Saltar para o conteúdo

Artigos

Cineplayers Entrevista - As Boas Maneiras


No ano em que o principal prêmio do cinema americano sagrou (finalmente) o cinema fantástico com A Forma da Água, os cineastas brasileiros Marco Dutra e Juliana Rojas também tiveram destaque no cinema nacional com a história de licantropia As Boas Maneiras, sua primeira parceria desde o trabalho de estreia de ambos nos longas-metragens, Trabalhar Cansa. 

Em uma entrevista exclusiva para o Cineplayers, os dois falaram um pouco sobre a gênese do filme, suas principais influências e intenções no filme que conta a história da paulista Clara, que trabalha para a interiorana Ana em seu apartamento de luxo e não demora para entrar em seu dia-a-dia peculiar. Grávida, a moça de Goiás deserdada pela família em um “exílio de luxo” em São Paulo parece guardar alguns segredos sombrios sobre a criança que carrega, em uma obra que fala sobre afetos e lados escuros da humanidade em meio à grande cidade de São Paulo.

São Paulo essa que Dutra não se debruçava com material original desde 2011, ano em em que fez Trabalhar Cansa. Nesse meio tempo, adaptou Lourenço Mutarelli em Quando Eu Era Vivo (2014) e se arriscou na “dupla nacionalidade” de O Silêncio no Céu (2016), pesado drama sobre estupro e vingança passado no Uruguai, que o diretor definiu como “descobrindo um novo mundo”, o que o agradou muito, pois ele teve de “descobrir a cidade” através da exploração da “incomunicabilidade entre o casal principal”. 

Voltar com material original e à São Paulo foi uma experiência “maravilhosa” para Dutra, pois pôde “filmar em casa, em lugares que eu conheço”, afirmando que na verdade “nunca saiu de casa”.

O caráter de fábula do filme vem de uma necessidade do criador de desbravar esse terreno no Brasil. “Me sentia atraído por filmes fantásticos e lembro de ir na locadora, e os filmes fantásticos e os filmes nacionais estavam separados”. Apesar de achar que “é possível fazer comentários sociais em qualquer gênero”, as influências de filmes como Sangue de Pantera e A Morta-Viva, do mestre francês consagrado em solo americano Jacques Tourneur, traz a história da Europa gótica para os apartamentos, casas, shoppings e ruas de São Paulo de uma maneira profundamente alegórica.


Juliana Rojas, que flertou com o gênero musical em Sinfonia da Necrópole (2014), sua empreitada solo, gosta de mesclar gêneros para segundo ela “quebrar a realidade”. A diretora viu a oportunidade de trazer a experiência de “tomar todas as decisões sozinha” para um filme em que “tem um interlocutor o tempo todo”, com o filme saindo uma síntese do trabalho dos dois. 

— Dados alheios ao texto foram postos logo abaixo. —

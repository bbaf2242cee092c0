// SPDX-License-Identifier: MPL-2.0
//! Site navigation: Home, the Work submenu, Journal, Shop and Info.
//!
//! In the wide layout the links sit in a sidebar. Below the compact width
//! threshold they collapse behind a menu button and open as a full-window
//! overlay. Any link selection closes the overlay and folds the Work
//! submenu.

use crate::app::Screen;
use crate::application::content_cache::{LoadState, WorkFeed};
use crate::i18n::fluent::I18n;
use crate::ui::design_tokens::{sizing, spacing, typography};
use crate::ui::styles;
use iced::{
    alignment::Vertical,
    widget::{button, Column, Container, Row, Space, Text},
    Element, Length,
};
use std::sync::Arc;

/// Contextual data needed to render the navbar.
pub struct ViewContext<'a> {
    pub i18n: &'a I18n,
    pub state: &'a State,
    pub current: &'a Screen,
    pub feed: &'a LoadState<Arc<WorkFeed>>,
}

/// Open/closed flags of the menu.
#[derive(Debug, Clone, Copy, Default, PartialEq, Eq)]
pub struct State {
    pub work_expanded: bool,
    pub mobile_menu_open: bool,
}

/// Messages emitted by the navbar.
#[derive(Debug, Clone)]
pub enum Message {
    ToggleWorkMenu,
    ToggleMobileMenu,
    CloseMobileMenu,
    Navigate(Screen),
}

/// Events propagated to the parent application.
#[derive(Debug, Clone, PartialEq)]
pub enum Event {
    None,
    Navigate(Screen),
}

/// Process a navbar message and return the corresponding event.
pub fn update(message: Message, state: &mut State) -> Event {
    match message {
        Message::ToggleWorkMenu => {
            state.work_expanded = !state.work_expanded;
            Event::None
        }
        Message::ToggleMobileMenu => {
            state.mobile_menu_open = !state.mobile_menu_open;
            Event::None
        }
        Message::CloseMobileMenu => {
            state.mobile_menu_open = false;
            Event::None
        }
        Message::Navigate(screen) => {
            state.mobile_menu_open = false;
            state.work_expanded = false;
            Event::Navigate(screen)
        }
    }
}

/// i18n key of the Work toggle label for the current feed status.
#[must_use]
pub fn work_label_key(feed: &LoadState<Arc<WorkFeed>>) -> &'static str {
    match feed {
        LoadState::Loading => "nav-work-loading",
        LoadState::Failed(_) => "nav-work-error",
        LoadState::Ready(_) => "nav-work",
    }
}

/// The Work toggle only works once bodies are available.
#[must_use]
pub fn work_toggle_enabled(feed: &LoadState<Arc<WorkFeed>>) -> bool {
    feed.ready()
        .is_some_and(|feed| !feed.work_bodies.is_empty())
}

/// Render the sidebar used in the wide layout.
pub fn view_sidebar<'a>(ctx: ViewContext<'a>) -> Element<'a, Message> {
    let title = Text::new(ctx.i18n.tr("window-title")).size(typography::TITLE_MD);
    let links = build_links(&ctx);

    Container::new(
        Column::new()
            .spacing(spacing::LG)
            .push(title)
            .push(links),
    )
    .width(Length::Fixed(sizing::SIDEBAR_WIDTH))
    .height(Length::Fill)
    .padding(spacing::LG)
    .into()
}

/// Render the top bar used in the compact layout.
pub fn view_top_bar<'a>(ctx: ViewContext<'a>) -> Element<'a, Message> {
    let title = Text::new(ctx.i18n.tr("window-title")).size(typography::TITLE_MD);
    let toggle = button(Text::new("☰").size(typography::TITLE_MD))
        .on_press(Message::ToggleMobileMenu)
        .padding(spacing::XS)
        .style(styles::button::menu_toggle);

    Container::new(
        Row::new()
            .align_y(Vertical::Center)
            .push(title)
            .push(Space::new().width(Length::Fill))
            .push(toggle),
    )
    .width(Length::Fill)
    .height(Length::Fixed(sizing::TOP_BAR_HEIGHT))
    .padding([spacing::XXS, spacing::MD])
    .into()
}

/// Render the full-window menu overlay used in the compact layout.
pub fn view_overlay<'a>(ctx: ViewContext<'a>) -> Element<'a, Message> {
    let close = button(Text::new("×").size(typography::TITLE_LG))
        .on_press(Message::CloseMobileMenu)
        .padding(spacing::XS)
        .style(styles::button::menu_toggle);

    let header = Row::new()
        .push(Space::new().width(Length::Fill))
        .push(close);

    Container::new(
        Column::new()
            .spacing(spacing::LG)
            .push(header)
            .push(build_links(&ctx)),
    )
    .width(Length::Fill)
    .height(Length::Fill)
    .padding(spacing::LG)
    .style(styles::container::menu_overlay)
    .into()
}

fn build_links<'a>(ctx: &ViewContext<'a>) -> Element<'a, Message> {
    let mut column = Column::new()
        .spacing(spacing::SM)
        .push(nav_link(ctx.i18n.tr("nav-home"), Screen::Home, ctx.current));

    let work_label = Text::new(ctx.i18n.tr(work_label_key(ctx.feed))).size(typography::BODY_LG);
    let mut work_toggle = button(work_label)
        .padding(0)
        .style(styles::button::nav_link(ctx.current.is_work()));
    if work_toggle_enabled(ctx.feed) {
        work_toggle = work_toggle.on_press(Message::ToggleWorkMenu);
    }
    column = column.push(work_toggle);

    if ctx.state.work_expanded {
        if let Some(feed) = ctx.feed.ready() {
            let submenu = feed.work_bodies.iter().fold(
                Column::new().spacing(spacing::XS).padding([0.0, spacing::MD]),
                |submenu, body| {
                    let target = Screen::Work(Some(body.id.clone()));
                    submenu.push(nav_link(body.title.clone(), target, ctx.current))
                },
            );
            column = column.push(submenu);
        }
    }

    column
        .push(nav_link(ctx.i18n.tr("nav-journal"), Screen::Journal, ctx.current))
        .push(nav_link(ctx.i18n.tr("nav-shop"), Screen::Shop, ctx.current))
        .push(nav_link(ctx.i18n.tr("nav-info"), Screen::Info, ctx.current))
        .into()
}

fn nav_link<'a>(label: String, target: Screen, current: &Screen) -> Element<'a, Message> {
    let active = *current == target;
    button(Text::new(label).size(typography::BODY_LG))
        .on_press(Message::Navigate(target))
        .padding(0)
        .style(styles::button::nav_link(active))
        .into()
}

#[cfg(test)]
mod tests {
    use super::*;
    use crate::domain::content::WorkBody;

    fn ready(bodies: usize) -> LoadState<Arc<WorkFeed>> {
        LoadState::Ready(Arc::new(WorkFeed {
            work_bodies: (0..bodies)
                .map(|i| WorkBody {
                    id: format!("b{i}"),
                    title: format!("Body {i}"),
                    description: String::new(),
                })
                .collect(),
            ..WorkFeed::default()
        }))
    }

    #[test]
    fn navbar_views_render() {
        let i18n = I18n::default();
        let state = State {
            work_expanded: true,
            mobile_menu_open: true,
        };
        let feed = ready(2);
        let current = Screen::Work(Some("b1".into()));
        let ctx = || ViewContext {
            i18n: &i18n,
            state: &state,
            current: &current,
            feed: &feed,
        };
        let _sidebar = view_sidebar(ctx());
        let _top_bar = view_top_bar(ctx());
        let _overlay = view_overlay(ctx());
    }

    #[test]
    fn toggle_menus_change_state() {
        let mut state = State::default();
        assert_eq!(update(Message::ToggleWorkMenu, &mut state), Event::None);
        assert!(state.work_expanded);
        assert_eq!(update(Message::ToggleMobileMenu, &mut state), Event::None);
        assert!(state.mobile_menu_open);
        update(Message::CloseMobileMenu, &mut state);
        assert!(!state.mobile_menu_open);
        assert!(state.work_expanded);
    }

    #[test]
    fn navigation_closes_overlay_and_submenu() {
        let mut state = State {
            work_expanded: true,
            mobile_menu_open: true,
        };
        let event = update(Message::Navigate(Screen::Journal), &mut state);
        assert_eq!(event, Event::Navigate(Screen::Journal));
        assert_eq!(state, State::default());
    }

    #[test]
    fn work_label_reflects_feed_status() {
        assert_eq!(work_label_key(&LoadState::Loading), "nav-work-loading");
        assert_eq!(
            work_label_key(&LoadState::Failed("x".into())),
            "nav-work-error"
        );
        assert_eq!(work_label_key(&ready(1)), "nav-work");
    }

    #[test]
    fn work_toggle_requires_bodies() {
        assert!(!work_toggle_enabled(&LoadState::Loading));
        assert!(!work_toggle_enabled(&LoadState::Failed("x".into())));
        assert!(!work_toggle_enabled(&ready(0)));
        assert!(work_toggle_enabled(&ready(3)));
    }
}
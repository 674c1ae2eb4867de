//! Resolution of per-input activation conditions from a schema's group layout.

mod cache;
mod conditions;

pub use cache::ConditionResolver;
pub use conditions::{InputConditions, resolve_input_conditions};
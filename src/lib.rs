//! # Settei - Node Schema Configuration Layer
//!
//! **Settei** is the configuration layer of a node-graph editor. It describes
//! every node type through an immutable [`NodeSchema`](schema::NodeSchema),
//! indexes categories for the node browser, resolves under which condition each
//! input of a schema is active, and applies override files onto the stored
//! input values of a loaded graph.
//!
//! ## Core Workflow
//!
//! 1.  **Load Definitions**: Parse the backend's definition set with
//!     `DefinitionSet::from_json` and split it into a `CategoryIndex` and a `SchemaMap`.
//! 2.  **Resolve Conditions**: Ask a `ConditionResolver` for the conditions of a
//!     schema to decide which inputs are active. Results are cached per schema object.
//! 3.  **Apply Overrides**: When a graph is loaded, parse its override file with
//!     `OverrideFile::from_json` and call `apply_overrides`. Either every override
//!     is applied or, on the first invalid one, none is.
//!
//! ## Quick Start
//!
//! ```rust
//! use settei::prelude::*;
//!
//! fn main() -> Result<()> {
//!     let definitions = DefinitionSet::from_json(
//!         r#"{
//!             "categories": [],
//!             "schemas": [{
//!                 "schemaId": "demo:resize",
//!                 "name": "Resize",
//!                 "category": "image",
//!                 "nodeGroup": "image/transform",
//!                 "inputs": [
//!                     { "id": 0, "label": "Width", "kind": "number", "min": 1, "max": 8192, "precision": 0 }
//!                 ],
//!                 "outputs": [],
//!                 "groupLayout": [0]
//!             }]
//!         }"#,
//!     )?;
//!     let (_categories, schemas) = definitions.into_parts();
//!
//!     let node_id = "3fa85f64-5717-4562-b3fc-2c963f66afa6";
//!     let mut graph = Graph {
//!         nodes: vec![GraphNode::new(node_id, "demo:resize").with_input(InputId::new(0), 512.0)],
//!         edges: vec![],
//!     };
//!
//!     let overrides = OverrideFile::from_json(&format!(r##"{{ "inputs": {{ "#{}:0": 1024 }} }}"##, node_id))?;
//!     let report = apply_overrides(&overrides, &mut graph, &schemas)?;
//!
//!     assert_eq!(report.applied, 1);
//!     assert_eq!(
//!         graph.nodes[0].data.input_data[&InputId::new(0)],
//!         Some(InputValue::Number(1024.0))
//!     );
//!     Ok(())
//! }
//! ```

pub mod category;
pub mod definitions;
pub mod error;
pub mod graph;
pub mod ids;
pub mod overrides;
pub mod prelude;
pub mod resolver;
pub mod schema;
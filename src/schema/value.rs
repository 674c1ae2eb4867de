use serde::{Deserialize, Serialize};
use std::fmt;

/// A value stored for an input of a graph node.
#[derive(Debug, Clone, PartialEq, Serialize, Deserialize)]
#[serde(untagged)]
pub enum InputValue {
    Number(f64),
    Text(String),
}

impl InputValue {
    pub fn as_number(&self) -> Option<f64> {
        match self {
            InputValue::Number(n) => Some(*n),
            InputValue::Text(_) => None,
        }
    }

    pub fn as_text(&self) -> Option<&str> {
        match self {
            InputValue::Text(s) => Some(s),
            InputValue::Number(_) => None,
        }
    }
}

impl From<f64> for InputValue {
    fn from(n: f64) -> Self {
        InputValue::Number(n)
    }
}

impl From<&str> for InputValue {
    fn from(s: &str) -> Self {
        InputValue::Text(s.to_string())
    }
}

impl From<String> for InputValue {
    fn from(s: String) -> Self {
        InputValue::Text(s)
    }
}

impl fmt::Display for InputValue {
    fn fmt(&self, f: &mut fmt::Formatter<'_>) -> fmt::Result {
        match self {
            InputValue::Number(n) => fmt_number(*n, f),
            InputValue::Text(s) => write!(f, "{}", s),
        }
    }
}

/// Formats a number the way the editor's text coercion does: plain decimal
/// notation between 1e-6 and 1e21, exponent notation (`1e+21`, `1.5e-7`) outside.
fn fmt_number(n: f64, f: &mut fmt::Formatter<'_>) -> fmt::Result {
    if n.is_nan() {
        return f.write_str("NaN");
    }
    if n.is_infinite() {
        return f.write_str(if n > 0.0 { "Infinity" } else { "-Infinity" });
    }
    if n == 0.0 {
        return f.write_str("0");
    }
    let magnitude = n.abs();
    if !(1e-6..1e21).contains(&magnitude) {
        let formatted = format!("{:e}", n);
        return match formatted.split_once('e') {
            Some((mantissa, exponent)) if !exponent.starts_with('-') => {
                write!(f, "{}e+{}", mantissa, exponent)
            }
            _ => f.write_str(&formatted),
        };
    }
    write!(f, "{}", n)
}
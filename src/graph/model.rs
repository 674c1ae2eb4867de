use crate::error::GraphError;
use crate::ids::{InputId, NodeId, SchemaId};
use crate::schema::InputValue;
use ahash::AHashMap;
use serde::{Deserialize, Serialize};
use std::fs;

/// Editor-side data of a graph node.
#[derive(Debug, Clone, PartialEq, Serialize, Deserialize)]
#[serde(rename_all = "camelCase")]
pub struct NodeData {
    pub schema_id: SchemaId,
    /// Stored input values. `None` marks a cleared value.
    #[serde(default)]
    pub input_data: AHashMap<InputId, Option<InputValue>>,
}

/// A node placed in the graph.
#[derive(Debug, Clone, PartialEq, Serialize, Deserialize)]
pub struct GraphNode {
    pub id: NodeId,
    pub data: NodeData,
}

impl GraphNode {
    pub fn new(id: impl Into<NodeId>, schema_id: impl Into<SchemaId>) -> Self {
        Self {
            id: id.into(),
            data: NodeData {
                schema_id: schema_id.into(),
                input_data: AHashMap::new(),
            },
        }
    }

    /// Sets a stored input value, returning the node for chaining.
    pub fn with_input(mut self, input: InputId, value: impl Into<InputValue>) -> Self {
        self.data.input_data.insert(input, Some(value.into()));
        self
    }
}

/// A connection from an output handle of one node to an input handle of another.
#[derive(Debug, Clone, PartialEq, Serialize, Deserialize)]
#[serde(rename_all = "camelCase")]
pub struct GraphEdge {
    pub id: String,
    pub source: NodeId,
    pub source_handle: String,
    pub target: NodeId,
    pub target_handle: String,
}

/// The nodes and edges of an editor graph.
#[derive(Debug, Clone, PartialEq, Default, Serialize, Deserialize)]
pub struct Graph {
    pub nodes: Vec<GraphNode>,
    #[serde(default)]
    pub edges: Vec<GraphEdge>,
}

impl Graph {
    pub fn from_json(json: &str) -> Result<Self, GraphError> {
        serde_json::from_str(json).map_err(|e| GraphError::JsonParse(e.to_string()))
    }

    pub fn from_file(path: &str) -> Result<Self, GraphError> {
        let content = fs::read_to_string(path).map_err(|e| GraphError::Io {
            path: path.to_string(),
            message: e.to_string(),
        })?;
        Self::from_json(&content)
    }

    pub fn node(&self, id: &NodeId) -> Option<&GraphNode> {
        self.nodes.iter().find(|node| &node.id == id)
    }
}
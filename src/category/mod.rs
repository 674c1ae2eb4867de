pub mod index;
pub mod model;

pub use index::*;
pub use model::*;
//! Input overrides: externally supplied values that replace the stored input
//! values of specific nodes when a graph is loaded.

pub mod apply;
pub mod file;
pub mod id;

pub use apply::*;
pub use file::*;
pub use id::*;
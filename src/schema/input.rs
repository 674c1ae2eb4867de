use super::InputValue;
use crate::ids::{InputId, OutputId};
use serde::{Deserialize, Serialize};

/// Numeric constraints shared by `number` and `slider` inputs.
#[derive(Debug, Clone, PartialEq, Default, Serialize, Deserialize)]
#[serde(rename_all = "camelCase")]
pub struct NumberConstraints {
    #[serde(default)]
    pub min: Option<f64>,
    #[serde(default)]
    pub max: Option<f64>,
    /// Number of decimal places. `0` restricts the input to integers.
    #[serde(default)]
    pub precision: u32,
}

/// A selectable entry of a `dropdown` input.
#[derive(Debug, Clone, PartialEq, Serialize, Deserialize)]
pub struct DropdownOption {
    pub option: String,
    pub value: InputValue,
}

/// The kind of an input together with its kind-specific constraints.
#[derive(Debug, Clone, PartialEq, Serialize, Deserialize)]
#[serde(tag = "kind", rename_all = "kebab-case")]
pub enum InputKind {
    Generic,
    #[serde(rename_all = "camelCase")]
    File {
        /// Accepted extensions including the leading dot, e.g. `".png"`.
        #[serde(default)]
        filetypes: Vec<String>,
    },
    Directory,
    #[serde(rename_all = "camelCase")]
    Text {
        #[serde(default)]
        min_length: Option<usize>,
        #[serde(default)]
        max_length: Option<usize>,
        #[serde(default)]
        multiline: bool,
        #[serde(default)]
        placeholder: Option<String>,
        #[serde(default)]
        def: Option<String>,
    },
    Dropdown {
        options: Vec<DropdownOption>,
        #[serde(default)]
        def: Option<InputValue>,
    },
    #[serde(rename_all = "camelCase")]
    Slider {
        #[serde(flatten)]
        constraints: NumberConstraints,
        #[serde(default)]
        def: Option<f64>,
        #[serde(default)]
        ends: Option<(Option<String>, Option<String>)>,
    },
    #[serde(rename_all = "camelCase")]
    Number {
        #[serde(flatten)]
        constraints: NumberConstraints,
        #[serde(default)]
        def: Option<f64>,
        #[serde(default)]
        unit: Option<String>,
    },
    Color {
        #[serde(default)]
        channels: Option<Vec<u8>>,
    },
    Static {
        value: String,
    },
}

impl InputKind {
    /// The wire name of this kind.
    pub fn name(&self) -> &'static str {
        match self {
            InputKind::Generic => "generic",
            InputKind::File { .. } => "file",
            InputKind::Directory => "directory",
            InputKind::Text { .. } => "text",
            InputKind::Dropdown { .. } => "dropdown",
            InputKind::Slider { .. } => "slider",
            InputKind::Number { .. } => "number",
            InputKind::Color { .. } => "color",
            InputKind::Static { .. } => "static",
        }
    }

    /// The numeric constraints of `number` and `slider` inputs.
    pub fn number_constraints(&self) -> Option<&NumberConstraints> {
        match self {
            InputKind::Number { constraints, .. } | InputKind::Slider { constraints, .. } => {
                Some(constraints)
            }
            _ => None,
        }
    }
}

/// Definition of one input of a node schema.
#[derive(Debug, Clone, PartialEq, Serialize, Deserialize)]
#[serde(rename_all = "camelCase")]
pub struct Input {
    pub id: InputId,
    pub label: String,
    #[serde(flatten)]
    pub kind: InputKind,
    #[serde(default)]
    pub optional: bool,
    #[serde(default)]
    pub description: Option<String>,
    #[serde(default = "default_true")]
    pub has_handle: bool,
}

fn default_true() -> bool {
    true
}

/// The kind of an output.
#[derive(Debug, Clone, Copy, PartialEq, Eq, Default, Serialize, Deserialize)]
#[serde(rename_all = "kebab-case")]
pub enum OutputKind {
    #[default]
    Generic,
    Image,
    LargeImage,
    Tagged,
}

/// Definition of one output of a node schema.
#[derive(Debug, Clone, PartialEq, Serialize, Deserialize)]
#[serde(rename_all = "camelCase")]
pub struct Output {
    pub id: OutputId,
    pub label: String,
    #[serde(default)]
    pub kind: OutputKind,
    #[serde(default)]
    pub description: Option<String>,
}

Uma referência em comum entre os realizadores são os filmes da Disney. “Por mais bonito que sejam, sempre têm cenas terríveis de assistir”, afirma Dutra, e é o que realmente acontece no filme que surgiu primeiro em seu inconsciente. “Veio de um sonho que tive onde duas mulheres em um apartamento cuidavam de uma criatura monstruosa”, relata. 

Já para Juliana, além da questão da quebra de realidade da fábula, “a história de lobisomem também é uma história sobre dualidade” e o filme abusa desses contrastes entre negros e brancos, riqueza e pobreza, incluindo na própria divisão do filme, notoriamente dividido em duas partes bem distintas, onde “a primeira parte seria um castelo das grandes fábulas e a segunda aborda a floresta na figura da periferia”, em uma alegoria que representa toda a dualidade de São Paulo, pois “é uma cidade muito grande e muito dividida”, onde o gênero fantástico cai como uma luva pois os dois querem “abordar toda a movimentação, toda a brutalidade do dia-a-dia” nos filmes produzidos.

As duas partes distintas do filme foram uma decisão calculada desde o início, onde trabalharam em um tom assumidamente menos sutil. “É desde o início mais explícito que Trabalhar Cansa, que começa como uma história cotidiana. As Boas Maneiras é absurdo desde o início”, afirma a diretora. Para ela, tais decisões ajudam a reforçar o caráter de fábula e a destacar os contrastes trabalhados no filme.

Os dois agradeceram pela entrevista e Juliana Rojas convida os espectadores a assistirem o filme enquanto o mesmo está em cartaz, pois é um filme para ser visto no cinema. O Cineplayers agradece a Margô Oliveira do Trombone Comunica e à produtora Dezenove Som e Imagens pela oportunidade da entrevista. 

Comentários (0)

Faça login para comentar.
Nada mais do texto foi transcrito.